Bark icon

Bark

A text-to-audio generation model that can generate highly realistic multi-language speech and sound effects.

Bark: Generative Audio Model by Suno AI

Introduction

Bark (github.com/suno-ai/bark) is a transformer-based text-to-audio model developed by Suno AI, released in April 2023. It stands out for its ability to generate highly realistic, multilingual speech as well as other audio modalities, including music, background noise, and simple sound effects. Unlike traditional Text-to-Speech (TTS) systems that primarily focus on clean speech, Bark is a more general generative audio model, capable of producing a wide array of audio outputs from text prompts, including non-verbal cues like laughter, sighs, and crying.

The model is open-source (MIT License) and has gained popularity for its natural-sounding output and versatility. While Suno AI's primary product focus has shifted more towards music generation (with their Suno music platform), Bark remains a significant open-source contribution to the field of generative audio.

Key Features

Bark offers a unique set of features that distinguish it in the landscape of audio generation models:

  • Transformer-Based Generative Model: Utilizes a GPT-style architecture, processing text prompts to generate audio from scratch. It's composed of four main models:
    1. Text Model (Semantic): A causal auto-regressive transformer that predicts semantic tokens from input text.
    2. Coarse Acoustics Model: A causal auto-regressive transformer that predicts the first two audio codebooks (from EnCodec) based on the semantic tokens.
    3. Fine Acoustics Model: A non-causal auto-encoder transformer that iteratively predicts the subsequent audio codebooks.
    4. Audio Codec (Encodec): The predicted codebook channels are used by Encodec to decode the final audio waveform.
  • Highly Realistic Speech: Capable of generating very natural and expressive speech in multiple languages.
  • Multilingual Support: Supports a variety of languages out-of-the-box, often determining the language automatically from the input text.

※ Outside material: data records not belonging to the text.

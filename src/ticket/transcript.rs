//! Transcript rendering and staging.
//!
//! A transcript is a self-contained HTML page of a channel's history. It is
//! staged as a temporary file for upload; [`StagedTranscript`] removes the
//! file when dropped, so the artifact never outlives its delivery attempt.

use crate::platform::{Attachment, HistoryEntry};
use std::fmt::Write as _;
use std::path::PathBuf;
use tempfile::TempPath;
use tracing::debug;

const STYLE: &str = "body { font-family: sans-serif; background-color: #36393f; color: #dcddde; }\
.message { display: flex; align-items: flex-start; margin-bottom: 15px; }\
.avatar { width: 40px; height: 40px; border-radius: 50%; margin-right: 15px; }\
.message-content { display: flex; flex-direction: column; }\
.author { font-weight: bold; margin-bottom: 3px; }\
.timestamp { color: #72767d; font-size: 0.75em; }\
.content { white-space: pre-wrap; }\
.embed { border-left: 4px solid #4f545c; padding: 4px 8px; margin-top: 4px; }\
.attachment a { color: #00aff4; }";

fn escape(raw: &str) -> String {
    let mut out = String::with_capacity(raw.len());
    for c in raw.chars() {
        match c {
            '&' => out.push_str("&amp;"),
            '<' => out.push_str("&lt;"),
            '>' => out.push_str("&gt;"),
            '"' => out.push_str("&quot;"),
            '\'' => out.push_str("&#39;"),
            _ => out.push(c),
        }
    }
    out
}

/// Render a channel's history (oldest first) as an HTML document.
pub fn render(channel_name: &str, history: &[HistoryEntry]) -> String {
    let mut html = String::new();
    let _ = write!(
        html,
        "<!DOCTYPE html><html><head><meta charset=\"utf-8\"><title>Transcript</title><style>{STYLE}</style></head><body><h1>Transcript for #{}</h1>",
        escape(channel_name)
    );

    for entry in history {
        html.push_str("<div class=\"message\">");
        if let Some(avatar) = &entry.author_avatar {
            let _ = write!(html, "<img src=\"{}\" class=\"avatar\">", escape(avatar));
        }
        let _ = write!(
            html,
            "<div class=\"message-content\"><div><span class=\"author\">{}</span> <span class=\"timestamp\">{}</span></div><div class=\"content\">{}</div>",
            escape(&entry.author_name),
            entry.sent_at.format("%Y-%m-%d %H:%M:%S UTC"),
            escape(&entry.content)
        );
        for (title, description) in &entry.embeds {
            html.push_str("<div class=\"embed\">");
            if let Some(title) = title {
                let _ = write!(html, "<strong>{}</strong><br>", escape(title));
            }
            if let Some(description) = description {
                html.push_str(&escape(description));
            }
            html.push_str("</div>");
        }
        for url in &entry.attachments {
            let url = escape(url);
            let _ = write!(
                html,
                "<div class=\"attachment\"><a href=\"{url}\">{url}</a></div>"
            );
        }
        html.push_str("</div></div>");
    }

    html.push_str("</body></html>");
    html
}

/// Writes transcripts into a staging directory.
#[derive(Debug, Clone)]
pub struct TranscriptStager {
    dir: PathBuf,
}

impl TranscriptStager {
    pub fn new(dir: PathBuf) -> Self {
        Self { dir }
    }

    /// Write `html` to a uniquely named file in the staging directory.
    pub async fn stage(&self, channel_name: &str, html: &str) -> std::io::Result<StagedTranscript> {
        let filename = format!("transcript-{channel_name}.html");
        let file = tempfile::Builder::new()
            .prefix("transcript-")
            .suffix(".html")
            .tempfile_in(&self.dir)?;
        let file = file.into_temp_path();
        tokio::fs::write(&file, html).await?;
        debug!(path = %file.display(), "Transcript staged");
        Ok(StagedTranscript {
            attachment: Attachment {
                filename,
                path: file.to_path_buf(),
            },
            _file: file,
        })
    }
}

/// A transcript file awaiting upload. Removed on drop.
#[derive(Debug)]
pub struct StagedTranscript {
    attachment: Attachment,
    _file: TempPath,
}

impl StagedTranscript {
    pub fn attachment(&self) -> &Attachment {
        &self.attachment
    }
}

#[cfg(test)]
mod tests {
    use super::*;
    use chrono::{TimeZone, Utc};

    fn entry(author: &str, content: &str) -> HistoryEntry {
        HistoryEntry {
            author_name: author.to_string(),
            author_avatar: Some("https://cdn.example/a.png".to_string()),
            sent_at: Utc.with_ymd_and_hms(2024, 3, 1, 12, 30, 0).unwrap(),
            content: content.to_string(),
            attachments: vec!["https://cdn.example/log.txt".to_string()],
            embeds: vec![(Some("Welcome".to_string()), Some("Hi".to_string()))],
        }
    }

    #[test]
    fn test_render_escapes_and_orders_history() {
        let html = render(
            "closed-0001",
            &[entry("alice", "<script>x</script>"), entry("bob", "second")],
        );
        assert!(html.starts_with("<!DOCTYPE html>"));
        assert!(html.contains("Transcript for #closed-0001"));
        assert!(html.contains("&lt;script&gt;x&lt;/script&gt;"));
        assert!(!html.contains("<script>"));
        assert!(html.contains("2024-03-01 12:30:00 UTC"));
        assert!(html.contains("https://cdn.example/log.txt"));
        assert!(html.find("alice").unwrap() < html.find("bob").unwrap());
    }

    #[tokio::test]
    async fn test_staged_file_removed_on_drop() {
        let dir = tempfile::tempdir().unwrap();
        let stager = TranscriptStager::new(dir.path().to_path_buf());
        let staged = stager.stage("ticket-0002", "<html></html>").await.unwrap();

        let path = staged.attachment().path.clone();
        assert_eq!(staged.attachment().filename, "transcript-ticket-0002.html");
        assert!(path.exists());

        drop(staged);
        assert!(!path.exists());
    }

    #[tokio::test]
    async fn test_concurrent_stages_of_one_channel_do_not_collide() {
        let dir = tempfile::tempdir().unwrap();
        let stager = TranscriptStager::new(dir.path().to_path_buf());
        let (a, b) = tokio::join!(
            stager.stage("ticket-0003", "<html>a</html>"),
            stager.stage("ticket-0003", "<html>b</html>"),
        );
        let (a, b) = (a.unwrap(), b.unwrap());

        assert_eq!(a.attachment().filename, b.attachment().filename);
        assert_ne!(a.attachment().path, b.attachment().path);
        assert_eq!(std::fs::read_dir(dir.path()).unwrap().count(), 2);

        drop(a);
        assert!(b.attachment().path.exists());
        drop(b);
        assert_eq!(std::fs::read_dir(dir.path()).unwrap().count(), 0);
    }
}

Quality is generally best for English, with support for other languages continually improving.
  • Non-Speech Sounds: A standout feature is its ability to generate non-verbal communications and other sounds directly from text prompts, such as:
    • Laughter: [laughs]
    • Sighs: [sighs]
    • Crying: [cries]
    • Gasps: [gasps]
    • Clears throat: [clears throat]
    • Music: ♪ [text describing music, e.g., "upbeat techno music"] ♪ or ♪ In the jungle, the mighty jungle... ♪
    • Hesitations: (e.g., uhm..., hmm)
    • Other sound effects: (e.g., [metallic clang], [siren])
  • Voice/Speaker Variety via History Prompts:
    • Speaker Presets: Provides over 100 built-in speaker voice presets across supported languages (e.g., v2/en_speaker_0 through v2/en_speaker_9 for English, with similar conventions for other languages like v2/de_speaker_..., v2/es_speaker_..., etc.).
    • History Prompts (Voice Styling): Users can provide an audio snippet (a "history prompt") to guide the vocal style, tone, and acoustic characteristics of the generated audio. This allows for a form of voice stylization or emulation but is not custom voice cloning in the sense of creating a persistent, replicable model of any specific individual's voice from a few seconds of audio. The model attempts to match the acoustic qualities of the prompt.
  • Implicit Prosody and Emotion Control: Due to its generative nature, Bark can often capture emotional nuances and prosody from the text or from history prompts more naturally than some traditional TTS systems. Special text tokens like [I am really sad,] can sometimes influence emotional delivery.
  • Model Sizes:
    • Large Model (suno/bark): Offers the highest quality, typically requires around 12GB of GPU VRAM.
    • Small Model (suno/bark-small): A faster, more lightweight version that trades some quality for reduced resource usage, designed to fit in ~8GB VRAM (or less with optimizations). This can be enabled in the bark library by setting the environment variable SUNO_USE_SMALL_MODELS=True.
  • Open Source: Licensed under the MIT License, allowing for broad use and modification.

Specific Use Cases

Bark's unique capabilities make it suitable for a range of applications:

  • Expressive Voiceovers: Creating rich voiceovers for videos, audiobooks, and podcasts, complete with emotional nuances and non-verbal cues.
  • Game Development: Generating character voices, ambient sounds, and short musical cues for immersive game experiences.
  • Interactive Applications: Powering voice responses in chatbots or virtual assistants that require more natural and varied audio output.
  • Content Creation: Quickly generating audio snippets, sound effects, or short musical pieces for social media, presentations, or artistic projects.
  • Prototyping Voice UIs: Developing and testing voice-based user interfaces with realistic audio feedback.
  • Research in Generative Audio: Providing a powerful open-source model for researchers studying TTS, audio synthesis, and generative AI.
  • Accessibility: Generating spoken versions of text with more natural intonation and expression.

Installation

Bark can be installed directly from its GitHub repository or used via the Hugging Face Transformers library.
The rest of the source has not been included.